Suppose $x,y,z$ are positive real numbers that satisfy \begin{align*} \frac{x}{y} + \frac{y}{x} + \frac{x}{z} + \frac{z}{x} + \frac{y}{z} + \frac{z}{y} &= 2018 \\ \sqrt{\frac{x}{y}} + \sqrt{\frac{y}{z}} + \sqrt{\frac{z}{x}} &= 17. \end{align*} Find the value of $\sqrt{\frac{y}{x}} + \sqrt{\frac{z}{y}} + \sqrt{\frac{x}{z}}.$
I wasn't sure how to start on this problem as there weren't any good factorizations that I could use.
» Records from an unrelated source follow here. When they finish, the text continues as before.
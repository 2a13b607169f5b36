//! Serialized execution of ledger operations.
//!
//! `LedgerService` keeps the authoritative copy of the document in memory
//! behind a single mutex and persists it after every committed mutation:
//!
//! ```text
//! request
//!   ↓
//! 1. Take the write guard
//!   ↓
//! 2. Clone the document (draft)
//!   ↓
//! 3. Run the ledger operation against the draft
//!   ↓
//! 4. Save the draft (stamps lastUpdated)
//!   ↓
//! 5. Swap the draft in as the new authoritative copy
//! ```
//!
//! A failed operation or a failed save drops the draft, so the in-memory copy
//! and the file never disagree. Holding the guard across the save means two
//! requests can never interleave their load and save phases.

use std::sync::{Mutex, MutexGuard, PoisonError};

use chrono::{NaiveDate, Utc};
use serde_json::Value as JsonValue;

use shopledger_core::{Entity, IdGenerator, ItemId, LedgerResult, SaleId};
use shopledger_inventory::{InventoryItem, ItemPatch, NewItem};
use shopledger_ledger::{operations, Document, ItemRemoval, SaleRemoval};
use shopledger_sales::{RecordSale, SaleRecord};

use crate::store::{DocumentStore, StoreError};

#[derive(Debug)]
struct LedgerState {
    document: Document,
    ids: IdGenerator,
}

impl LedgerState {
    fn new(document: Document) -> Self {
        let mut ids = IdGenerator::new();
        ids.observe(document.max_raw_id());
        Self { document, ids }
    }
}

#[derive(Debug)]
pub struct LedgerService<S> {
    store: S,
    state: Mutex<LedgerState>,
}

impl<S> LedgerService<S>
where
    S: DocumentStore,
{
    /// Load the stored document (fail-open) and start serving it.
    ///
    /// Also returns the read error, if any, so the caller can report that it
    /// started from an empty document.
    pub fn open(store: S) -> (Self, Option<StoreError>) {
        let loaded = store.load();
        tracing::info!(
            items = loaded.document.inventory.len(),
            sales = loaded.document.sales.len(),
            degraded = loaded.degraded.is_some(),
            "ledger loaded"
        );
        let service = Self {
            store,
            state: Mutex::new(LedgerState::new(loaded.document)),
        };
        (service, loaded.degraded)
    }

    pub fn store(&self) -> &S {
        &self.store
    }

    pub fn document(&self) -> Document {
        self.lock().document.clone()
    }

    pub fn inventory(&self) -> Vec<InventoryItem> {
        self.lock().document.inventory.clone()
    }

    pub fn sales(&self) -> Vec<SaleRecord> {
        self.lock().document.sales.clone()
    }

    pub fn add_item(&self, request: NewItem) -> LedgerResult<InventoryItem> {
        let item = self.commit(|doc, ids| {
            let id = ids.next_item_id()?;
            operations::add_item(doc, id, request, today())
        })?;
        tracing::info!(item_id = %item.id(), name = item.name(), quantity = item.quantity(), "item added");
        Ok(item)
    }

    pub fn update_item(&self, id: ItemId, patch: ItemPatch) -> LedgerResult<InventoryItem> {
        let item = self.commit(|doc, _| operations::update_item(doc, id, patch))?;
        tracing::info!(item_id = %id, quantity = item.quantity(), "item updated");
        Ok(item)
    }

    pub fn delete_item(&self, id: ItemId) -> LedgerResult<ItemRemoval> {
        let removal = self.commit(|doc, _| operations::delete_item(doc, id))?;
        if removal.orphaned_sales > 0 {
            tracing::warn!(
                item_id = %id,
                orphaned_sales = removal.orphaned_sales,
                "item deleted; sales still reference it"
            );
        } else {
            tracing::info!(item_id = %id, "item deleted");
        }
        Ok(removal)
    }

    pub fn record_sale(&self, request: RecordSale) -> LedgerResult<SaleRecord> {
        let sale = self.commit(|doc, ids| {
            let id = ids.next_sale_id()?;
            operations::record_sale(doc, id, &request, today())
        })?;
        tracing::info!(
            item_id = %request.item_id,
            quantity = request.quantity,
            total_amount = sale.total_amount(),
            "sale recorded"
        );
        Ok(sale)
    }

    pub fn delete_sale(&self, id: SaleId) -> LedgerResult<SaleRemoval> {
        let removal = self.commit(|doc, _| operations::delete_sale(doc, id))?;
        tracing::info!(
            sale_id = %id,
            stock_restored = removal.stock_restored,
            "sale deleted"
        );
        Ok(removal)
    }

    /// Replace the whole document with an uploaded backup.
    pub fn restore(&self, payload: JsonValue) -> LedgerResult<()> {
        let replacement = Document::from_backup(payload)?;
        let (items, sales) = (replacement.inventory.len(), replacement.sales.len());
        self.commit(|doc, ids| {
            ids.observe(replacement.max_raw_id());
            operations::restore(doc, replacement);
            Ok(())
        })?;
        tracing::info!(items, sales, "ledger restored from backup");
        Ok(())
    }

    fn lock(&self) -> MutexGuard<'_, LedgerState> {
        // State is only ever replaced wholesale after a successful save, so a
        // poisoned guard still holds a consistent document.
        self.state.lock().unwrap_or_else(PoisonError::into_inner)
    }

    fn commit<T>(
        &self,
        op: impl FnOnce(&mut Document, &mut IdGenerator) -> LedgerResult<T>,
    ) -> LedgerResult<T> {
        let mut state = self.lock();
        let mut draft = state.document.clone();
        let mut ids = state.ids.clone();

        let out = op(&mut draft, &mut ids)?;

        if let Err(e) = self.store.save(&mut draft) {
            tracing::error!(error = %e, "persisting ledger document failed");
            return Err(e.into());
        }

        state.document = draft;
        state.ids = ids;
        Ok(out)
    }
}

fn today() -> NaiveDate {
    Utc::now().date_naive()
}
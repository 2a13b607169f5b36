use axum::{routing::get, Router};

pub mod backup;
pub mod inventory;
pub mod sales;
pub mod system;

/// Router for all `/api` endpoints.
pub fn router() -> Router {
    Router::new()
        .route("/data", get(backup::get_data))
        .route("/backup", get(backup::download_backup))
        .route("/restore", axum::routing::post(backup::restore))
        .nest("/inventory", inventory::router())
        .nest("/sales", sales::router())
}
Squaring the second equation we get
$\frac{x}{y} + \frac{y}{z} + \frac{z}{x} + 2(\sqrt{\frac{x}{z}} + \sqrt{\frac{z}{y}} + \sqrt{\frac{y}{x}}) = 289.$
Subtracting from the first equation $\frac{x}{z} + \frac{z}{y} + \frac{y}{x} - 2(\sqrt{\frac{x}{z}} + \sqrt{\frac{z}{y}} + \sqrt{\frac{y}{x}}) = 2018-289 = 1729.$
Put $a = \sqrt{\frac{y}{x}} + \sqrt{\frac{z}{y}} + \sqrt{\frac{x}{z}}.$
$$a^2 = \frac{x}{z} + \frac{z}{y} + \frac{y}{x} + 2(\sqrt{\frac{x}{y}} + \sqrt{\frac{y}{z}} + \sqrt{\frac{z}{x}}) = 1729+2a+34 = 1763+2a$$
This is a quadratic equation in a and has the positive solution a=43.